- Task to complete
Find the line containing "return Value::Number(n);". Retype it and every line after it through the end of the entries, exactly as written, with nothing added.

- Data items
>>>>

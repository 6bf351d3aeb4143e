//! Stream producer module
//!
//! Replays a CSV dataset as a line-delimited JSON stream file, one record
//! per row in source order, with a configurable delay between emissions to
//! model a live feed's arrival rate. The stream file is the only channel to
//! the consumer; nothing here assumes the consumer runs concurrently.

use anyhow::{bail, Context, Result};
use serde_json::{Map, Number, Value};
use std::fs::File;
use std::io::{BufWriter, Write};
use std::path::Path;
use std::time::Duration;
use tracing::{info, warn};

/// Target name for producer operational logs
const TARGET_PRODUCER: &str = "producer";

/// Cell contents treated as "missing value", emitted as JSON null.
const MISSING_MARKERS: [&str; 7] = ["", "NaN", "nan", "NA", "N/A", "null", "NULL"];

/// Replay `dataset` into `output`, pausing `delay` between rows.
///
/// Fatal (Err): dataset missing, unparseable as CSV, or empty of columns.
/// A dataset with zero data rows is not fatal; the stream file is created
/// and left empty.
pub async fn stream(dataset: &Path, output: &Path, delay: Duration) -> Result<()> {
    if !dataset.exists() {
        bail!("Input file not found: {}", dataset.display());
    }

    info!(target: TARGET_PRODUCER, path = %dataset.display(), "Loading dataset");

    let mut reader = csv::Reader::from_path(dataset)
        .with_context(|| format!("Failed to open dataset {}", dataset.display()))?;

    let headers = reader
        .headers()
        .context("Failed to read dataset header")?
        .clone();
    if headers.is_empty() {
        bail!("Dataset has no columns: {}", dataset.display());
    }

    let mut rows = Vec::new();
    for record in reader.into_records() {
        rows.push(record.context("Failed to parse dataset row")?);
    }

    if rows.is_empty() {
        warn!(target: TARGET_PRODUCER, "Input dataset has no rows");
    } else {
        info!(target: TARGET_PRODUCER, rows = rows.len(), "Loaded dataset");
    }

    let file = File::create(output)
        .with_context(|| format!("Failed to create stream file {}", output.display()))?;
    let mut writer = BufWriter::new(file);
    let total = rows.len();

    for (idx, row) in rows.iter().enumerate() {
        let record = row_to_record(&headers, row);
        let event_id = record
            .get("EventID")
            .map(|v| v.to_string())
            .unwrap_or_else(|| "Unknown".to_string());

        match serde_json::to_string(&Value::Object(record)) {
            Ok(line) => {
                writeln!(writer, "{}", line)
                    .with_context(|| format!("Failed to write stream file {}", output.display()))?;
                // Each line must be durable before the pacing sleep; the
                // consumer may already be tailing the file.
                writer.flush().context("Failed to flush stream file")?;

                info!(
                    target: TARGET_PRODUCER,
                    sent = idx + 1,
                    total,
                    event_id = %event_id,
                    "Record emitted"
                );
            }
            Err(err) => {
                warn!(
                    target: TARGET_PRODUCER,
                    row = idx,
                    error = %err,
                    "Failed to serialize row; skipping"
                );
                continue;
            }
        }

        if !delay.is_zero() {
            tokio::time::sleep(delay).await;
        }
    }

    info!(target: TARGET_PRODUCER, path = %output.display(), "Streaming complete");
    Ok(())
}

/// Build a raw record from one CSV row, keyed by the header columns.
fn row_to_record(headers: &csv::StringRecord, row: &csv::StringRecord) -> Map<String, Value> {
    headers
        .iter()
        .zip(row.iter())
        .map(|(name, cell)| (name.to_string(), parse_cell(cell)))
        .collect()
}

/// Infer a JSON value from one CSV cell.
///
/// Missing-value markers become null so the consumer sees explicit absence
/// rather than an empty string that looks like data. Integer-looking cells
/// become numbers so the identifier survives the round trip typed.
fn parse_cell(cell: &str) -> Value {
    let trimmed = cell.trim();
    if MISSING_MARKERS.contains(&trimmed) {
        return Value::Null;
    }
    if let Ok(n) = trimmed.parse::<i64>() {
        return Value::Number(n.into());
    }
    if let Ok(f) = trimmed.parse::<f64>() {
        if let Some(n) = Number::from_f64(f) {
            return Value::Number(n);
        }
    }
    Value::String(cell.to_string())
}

<<<<

- Response to the task
            return Value::Number(n);
        }
    }
    Value::String(cell.to_string())
}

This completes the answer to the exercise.